(Data extracts)
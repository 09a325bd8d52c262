//! Watcher configuration.
//!
//! Loaded from a TOML file (path from `WATCHER_CONFIG`, default
//! `watcher.toml`). `${VAR}` patterns anywhere in the file are expanded from
//! the environment first, so secrets can stay in `.env`:
//!
//! ```toml
//! value_currency = "0x72Cb10C6bfA5624dD07Ef608027E366bd690048F"
//!
//! [chain]
//! private_key = "${PRIVATE_KEY}"
//!
//! [thresholds]
//! percent_down_remove_liquidity = 5.0
//! ```

use alloy::primitives::Address;
use anyhow::{bail, Context};
use serde::{Deserialize, Serialize};
use std::path::{Path, PathBuf};
use std::time::Duration;
use watcher_chain::ClientConfig;

use super::env::expand_env;

/// Environment variable naming the config file.
pub const CONFIG_PATH_ENV: &str = "WATCHER_CONFIG";

pub const DEFAULT_CONFIG_PATH: &str = "watcher.toml";

/// Main configuration structure.
#[derive(Debug, Clone, Serialize, Deserialize)]
pub struct WatcherConfig {
    /// Token every position is valued in
    #[serde(default = "default_value_currency")]
    pub value_currency: Address,

    /// Line-oriented `address,value` file of watched pairs
    #[serde(default = "default_registry_path")]
    pub registry_path: PathBuf,

    #[serde(default)]
    pub chain: ChainSettings,

    #[serde(default)]
    pub thresholds: Thresholds,

    #[serde(default)]
    pub schedule: ScheduleConfig,
}

fn default_value_currency() -> Address {
    Address::ZERO
}
fn default_registry_path() -> PathBuf {
    PathBuf::from("pools.csv")
}

/// RPC, contracts and transaction settings.
#[derive(Clone, Serialize, Deserialize)]
pub struct ChainSettings {
    #[serde(default = "default_rpc_endpoint")]
    pub rpc_endpoint: String,

    #[serde(default = "default_router")]
    pub router_address: Address,

    #[serde(default = "default_factory")]
    pub factory_address: Address,

    /// Gas price paid for withdrawals (gwei)
    #[serde(default = "default_gas_price_gwei")]
    pub gas_price_gwei: f64,

    /// When set, follow the node's gas price up to this cap (gwei)
    #[serde(default)]
    pub max_gas_price_gwei: Option<f64>,

    #[serde(default = "default_txn_timeout")]
    pub txn_timeout_secs: u64,

    #[serde(default)]
    pub private_key: String,

    /// Attempts for reads and withdrawals before a failure is surfaced
    #[serde(default = "default_rpc_attempts")]
    pub rpc_attempts: u32,

    /// Read from the node when absent
    #[serde(default)]
    pub chain_id: Option<u64>,

    #[serde(default)]
    pub block_explorer_prefix: Option<String>,
}

fn default_rpc_endpoint() -> String {
    "https://api.harmony.one/".to_string()
}
fn default_router() -> Address {
    Address::new([
        0x24, 0xad, 0x62, 0x50, 0x2d, 0x1c, 0x65, 0x2c, 0xc7, 0x68, 0x40, 0x81, 0x16, 0x9d, 0x04,
        0x89, 0x6a, 0xc2, 0x0f, 0x30,
    ])
}
fn default_factory() -> Address {
    Address::new([
        0x90, 0x14, 0xb9, 0x37, 0x06, 0x99, 0x18, 0xbd, 0x31, 0x9f, 0x80, 0xe8, 0xb3, 0xbb, 0x4a,
        0x2c, 0xf6, 0xfa, 0xa5, 0xf7,
    ])
}
fn default_gas_price_gwei() -> f64 {
    30.0
}
fn default_txn_timeout() -> u64 {
    60
}
fn default_rpc_attempts() -> u32 {
    3
}

impl Default for ChainSettings {
    fn default() -> Self {
        Self {
            rpc_endpoint: default_rpc_endpoint(),
            router_address: default_router(),
            factory_address: default_factory(),
            gas_price_gwei: default_gas_price_gwei(),
            max_gas_price_gwei: None,
            txn_timeout_secs: default_txn_timeout(),
            private_key: String::new(),
            rpc_attempts: default_rpc_attempts(),
            chain_id: None,
            block_explorer_prefix: None,
        }
    }
}

impl ChainSettings {
    pub fn txn_timeout(&self) -> Duration {
        Duration::from_secs(self.txn_timeout_secs)
    }
}

// Manual impl keeps the private key out of logs
impl std::fmt::Debug for ChainSettings {
    fn fmt(&self, f: &mut std::fmt::Formatter<'_>) -> std::fmt::Result {
        f.debug_struct("ChainSettings")
            .field("rpc_endpoint", &self.rpc_endpoint)
            .field("router_address", &self.router_address)
            .field("factory_address", &self.factory_address)
            .field("gas_price_gwei", &self.gas_price_gwei)
            .field("max_gas_price_gwei", &self.max_gas_price_gwei)
            .field("txn_timeout_secs", &self.txn_timeout_secs)
            .field("rpc_attempts", &self.rpc_attempts)
            .field("chain_id", &self.chain_id)
            .field("block_explorer_prefix", &self.block_explorer_prefix)
            .finish_non_exhaustive()
    }
}

/// Percent thresholds for reporting and withdrawal.
#[derive(Debug, Clone, Serialize, Deserialize)]
pub struct Thresholds {
    /// Log a position (or the total) when it moves this much from its report baseline
    #[serde(default = "default_percent_report_change")]
    pub percent_report_change: f64,

    /// Withdraw when a position falls this much below its removal baseline
    #[serde(default = "default_percent_down_remove")]
    pub percent_down_remove_liquidity: f64,

    /// Withdraw when a position rises this much above its removal baseline
    #[serde(default)]
    pub percent_up_remove_liquidity: Option<f64>,
}

fn default_percent_report_change() -> f64 {
    3.0
}
fn default_percent_down_remove() -> f64 {
    5.0
}

impl Default for Thresholds {
    fn default() -> Self {
        Self {
            percent_report_change: default_percent_report_change(),
            percent_down_remove_liquidity: default_percent_down_remove(),
            percent_up_remove_liquidity: None,
        }
    }
}

/// Poll loop timing.
#[derive(Debug, Clone, Serialize, Deserialize)]
pub struct ScheduleConfig {
    #[serde(default = "default_poll_interval")]
    pub poll_interval_secs: u64,

    /// Period of the full report of every position and the total
    #[serde(default = "default_report_all_every")]
    pub report_all_every_minutes: u64,

    /// Period after which every removal baseline is re-seeded
    #[serde(default = "default_removal_reset")]
    pub removal_baseline_reset_hours: u64,

    /// Pause after a position could not be valued
    #[serde(default = "default_failure_backoff")]
    pub failure_backoff_secs: u64,
}

fn default_poll_interval() -> u64 {
    60
}
fn default_report_all_every() -> u64 {
    60
}
fn default_removal_reset() -> u64 {
    5
}
fn default_failure_backoff() -> u64 {
    30
}

impl Default for ScheduleConfig {
    fn default() -> Self {
        Self {
            poll_interval_secs: default_poll_interval(),
            report_all_every_minutes: default_report_all_every(),
            removal_baseline_reset_hours: default_removal_reset(),
            failure_backoff_secs: default_failure_backoff(),
        }
    }
}

impl ScheduleConfig {
    pub fn poll_interval(&self) -> Duration {
        Duration::from_secs(self.poll_interval_secs)
    }
    pub fn report_all_every(&self) -> Duration {
        Duration::from_secs(self.report_all_every_minutes * 60)
    }
    pub fn removal_baseline_reset(&self) -> Duration {
        Duration::from_secs(self.removal_baseline_reset_hours * 3600)
    }
    pub fn failure_backoff(&self) -> Duration {
        Duration::from_secs(self.failure_backoff_secs)
    }
}

impl Default for WatcherConfig {
    fn default() -> Self {
        Self {
            value_currency: default_value_currency(),
            registry_path: default_registry_path(),
            chain: ChainSettings::default(),
            thresholds: Thresholds::default(),
            schedule: ScheduleConfig::default(),
        }
    }
}

impl WatcherConfig {
    /// Parse TOML text after expanding `${VAR}` patterns.
    pub fn from_toml_str(content: &str) -> anyhow::Result<Self> {
        let expanded = expand_env(content);
        let config: Self = toml::from_str(&expanded).context("invalid watcher config")?;
        Ok(config)
    }

    /// Load configuration from a TOML file.
    pub fn from_file(path: impl AsRef<Path>) -> anyhow::Result<Self> {
        let path = path.as_ref();
        let content = std::fs::read_to_string(path)
            .with_context(|| format!("reading config {}", path.display()))?;
        Self::from_toml_str(&content)
    }

    /// Load from the file named by `WATCHER_CONFIG`, or `watcher.toml`.
    pub fn from_env() -> anyhow::Result<Self> {
        let path =
            std::env::var(CONFIG_PATH_ENV).unwrap_or_else(|_| DEFAULT_CONFIG_PATH.to_string());
        Self::from_file(path)
    }

    /// Reject settings the watcher cannot run with.
    pub fn validate(&self) -> anyhow::Result<()> {
        if self.value_currency == Address::ZERO {
            bail!("value_currency must be set");
        }
        if self.chain.private_key.trim().is_empty() {
            bail!("chain.private_key must be set");
        }
        if self.chain.rpc_attempts == 0 {
            bail!("chain.rpc_attempts must be at least 1");
        }
        if self.chain.txn_timeout_secs == 0 {
            bail!("chain.txn_timeout_secs must be positive");
        }
        if self.chain.gas_price_gwei.is_nan() || self.chain.gas_price_gwei <= 0.0 {
            bail!("chain.gas_price_gwei must be positive");
        }

        let t = &self.thresholds;
        let percents = [
            ("thresholds.percent_report_change", Some(t.percent_report_change)),
            (
                "thresholds.percent_down_remove_liquidity",
                Some(t.percent_down_remove_liquidity),
            ),
            (
                "thresholds.percent_up_remove_liquidity",
                t.percent_up_remove_liquidity,
            ),
        ];
        for (name, value) in percents {
            if let Some(v) = value {
                if !v.is_finite() || v < 0.0 {
                    bail!("{name} must be a non-negative percentage, got {v}");
                }
            }
        }

        let s = &self.schedule;
        if s.poll_interval_secs == 0 {
            bail!("schedule.poll_interval_secs must be positive");
        }
        if s.report_all_every_minutes == 0 {
            bail!("schedule.report_all_every_minutes must be positive");
        }
        if s.removal_baseline_reset_hours == 0 {
            bail!("schedule.removal_baseline_reset_hours must be positive");
        }
        Ok(())
    }

    /// Settings for the UniswapV2 chain client.
    pub fn client_config(&self) -> ClientConfig {
        ClientConfig {
            rpc_url: self.chain.rpc_endpoint.clone(),
            router: self.chain.router_address,
            factory: self.chain.factory_address,
            private_key: self.chain.private_key.clone(),
            chain_id: self.chain.chain_id,
            gas_price_gwei: self.chain.gas_price_gwei,
            max_gas_price_gwei: self.chain.max_gas_price_gwei,
            txn_timeout: self.chain.txn_timeout(),
            explorer_prefix: self.chain.block_explorer_prefix.clone(),
            withdraw_attempts: self.chain.rpc_attempts,
        }
    }

    /// Log the effective configuration (never the private key).
    pub fn log_config(&self) {
        tracing::info!(
            value_currency = %self.value_currency,
            registry = %self.registry_path.display(),
            "Watcher configuration loaded"
        );
        tracing::info!(
            rpc = %self.chain.rpc_endpoint,
            router = %self.chain.router_address,
            factory = %self.chain.factory_address,
            gas_price_gwei = self.chain.gas_price_gwei,
            max_gas_price_gwei = ?self.chain.max_gas_price_gwei,
            txn_timeout_secs = self.chain.txn_timeout_secs,
            rpc_attempts = self.chain.rpc_attempts,
            "Chain settings"
        );
        tracing::info!(
            report_change_pct = self.thresholds.percent_report_change,
            down_remove_pct = self.thresholds.percent_down_remove_liquidity,
            up_remove_pct = ?self.thresholds.percent_up_remove_liquidity,
            "Thresholds"
        );
        tracing::info!(
            poll_interval_secs = self.schedule.poll_interval_secs,
            report_all_every_minutes = self.schedule.report_all_every_minutes,
            removal_reset_hours = self.schedule.removal_baseline_reset_hours,
            failure_backoff_secs = self.schedule.failure_backoff_secs,
            "Schedule"
        );
    }
}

(Exercise instructions) Return every line of the records in which the word "PathBuf" is found.

(Your solution)
use std::path::{Path, PathBuf};
    pub registry_path: PathBuf,
fn default_registry_path() -> PathBuf {
    PathBuf::from("pools.csv")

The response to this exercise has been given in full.